Maintenant, MM. Granier de Cassagnac et de Beauvallon sont-ils dans le vrai quand ils disent que les pistolets étaient tout à fait inconnus au meurtrier de Dujarier?

Mais d'abord il ne fallait pas que M. Granier de Cassagnac trompât la justice en lui laissant ignorer que c'étaient ses pistolets qui avaient servi au duel. Il a dit qu'il n'avait jamais nié; non, il n'a pas nié; mais après avoir juré de dire toute la vérité, rien que la vérité, il en a laissé une partie dans un

nuage. Ensuite il ne fallait pas jurer sur l'honneur que M. de Beauvallon ne les avait jamais touchés, car il les touchait au moins depuis la veille. Or il n'en faut pas davantage à un tireur exercé pour adapter ses pistolets à sa main, pour en étudier les ressorts, la couche et la détente.

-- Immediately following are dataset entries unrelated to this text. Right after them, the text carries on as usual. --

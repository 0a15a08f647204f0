//! Chart Plotter Module
//! Draws the dashboard charts using egui_plot.

use crate::stats::{CategoryCount, TimelinePoint};
use chrono::{Datelike, NaiveDate};
use egui::Color32;
use egui_plot::{Bar, BarChart, Line, Plot, PlotPoints, Points};

pub const LINE_COLOR: Color32 = Color32::from_rgb(52, 152, 219); // Blue

pub const PALETTE: [Color32; 6] = [
    Color32::from_rgb(99, 110, 250),  // Indigo
    Color32::from_rgb(239, 85, 59),   // Red
    Color32::from_rgb(0, 204, 150),   // Green
    Color32::from_rgb(171, 99, 250),  // Purple
    Color32::from_rgb(255, 161, 90),  // Orange
    Color32::from_rgb(25, 211, 243),  // Cyan
];

/// Colour of a canonical status in the status overview.
pub fn status_color(status: &str) -> Color32 {
    match status {
        "on-going" => Color32::from_rgb(40, 167, 69),
        "Sent" => Color32::from_rgb(255, 165, 0),
        "Rejected" => Color32::from_rgb(220, 53, 69),
        _ => Color32::GRAY,
    }
}

/// Plot x coordinate of a date.
pub fn date_to_x(date: NaiveDate) -> f64 {
    date.num_days_from_ce() as f64
}

/// Inverse of `date_to_x`, for axis labels.
pub fn x_to_date(x: f64) -> Option<NaiveDate> {
    if !x.is_finite() {
        return None;
    }
    NaiveDate::from_num_days_from_ce_opt(x.round() as i32)
}

/// Creates the dashboard charts using egui_plot.
pub struct ChartPlotter;

impl ChartPlotter {
    /// Applications per day, with markers on every point.
    pub fn draw_timeline_chart(ui: &mut egui::Ui, timeline: &[TimelinePoint]) {
        let points: Vec<[f64; 2]> = timeline
            .iter()
            .map(|p| [date_to_x(p.date), p.applications as f64])
            .collect();

        Plot::new("applications_timeline")
            .height(280.0)
            .allow_scroll(false)
            .x_axis_label("Application Date")
            .y_axis_label("Applications")
            .include_y(0.0)
            .x_axis_formatter(|mark, _range| {
                x_to_date(mark.value)
                    .map(|d| d.format("%Y-%m-%d").to_string())
                    .unwrap_or_default()
            })
            .show(ui, |plot_ui| {
                plot_ui.line(
                    Line::new(PlotPoints::from_iter(points.iter().copied()))
                        .color(LINE_COLOR)
                        .width(2.0)
                        .name("Applications"),
                );
                plot_ui.points(
                    Points::new(PlotPoints::from_iter(points.iter().copied()))
                        .radius(4.0)
                        .color(LINE_COLOR),
                );
            });
    }

    /// One bar per category value, in the order given.
    pub fn draw_category_chart(ui: &mut egui::Ui, id: &str, axis: &str, counts: &[CategoryCount]) {
        let labels: Vec<String> = counts.iter().map(|c| c.value.clone()).collect();
        let bars: Vec<Bar> = counts
            .iter()
            .enumerate()
            .map(|(i, c)| {
                Bar::new(i as f64, c.count as f64)
                    .name(&c.value)
                    .width(0.6)
                    .fill(PALETTE[i % PALETTE.len()])
            })
            .collect();

        Plot::new(format!("bars_{}", id))
            .height(280.0)
            .allow_scroll(false)
            .allow_zoom(false)
            .x_axis_label(axis)
            .y_axis_label("Count")
            .include_y(0.0)
            .x_axis_formatter(move |mark, _range| {
                let idx = mark.value.round();
                if idx >= 0.0 && (mark.value - idx).abs() < 1e-6 {
                    labels.get(idx as usize).cloned().unwrap_or_default()
                } else {
                    String::new()
                }
            })
            .show(ui, |plot_ui| {
                plot_ui.bar_chart(BarChart::new(bars).name(axis));
            });
    }
}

Mais je vais plus loin: M. de Beauvallon n'a-t-il pas essayé ces pistolets à poudre et à balle, le matin même du duel? Voyons! Il est sorti de chez lui à six heures et demie du matin si l'on en croit la femme Havet et sa fille, qui doivent bien le savoir, puisqu'elles sont les portières de sa maison, à sept heures au plus tard si l'on prend l'heure signalée par M. Arnoux; M. d'Ecquevillez n'était, avec les pistolets, chez M. de Boignes qu'à neuf heures. L'emploi de ces deux heures ou de ces deux heures et demie, je vous prie? Qu'a fait M. de Beauvallon pendant ce temps-là? Il ne le dit pas. Remarquez que le tir de Reinette est sur le chemin qu'il a parcouru pour porter les pistolets de M. Granier de Cassagnac à son complice, car M. d'Ecquevillez demeurait à Chaillot, et le tir de Reinette est au rondpoint des Champs-Elysées. Or quel est le tir où le voyageur dont je vous ai parlé (vous savez, le voyageur de Cuba, qui ne demande à voir qu'un œil pour loger une balle dans le crâne) a acquis cette dextérité rare? C'est précisément le tir de Reinette, c'est le tir où M. de Beauvallon a ses habitudes. En effet, le livre que M. de Beauvallon a publié ajoute à son récit cette réflexion judicieuse : Jamais je ne compris mieux qu'en ce moment l'emploi utile des heures passées au tir de Reinette.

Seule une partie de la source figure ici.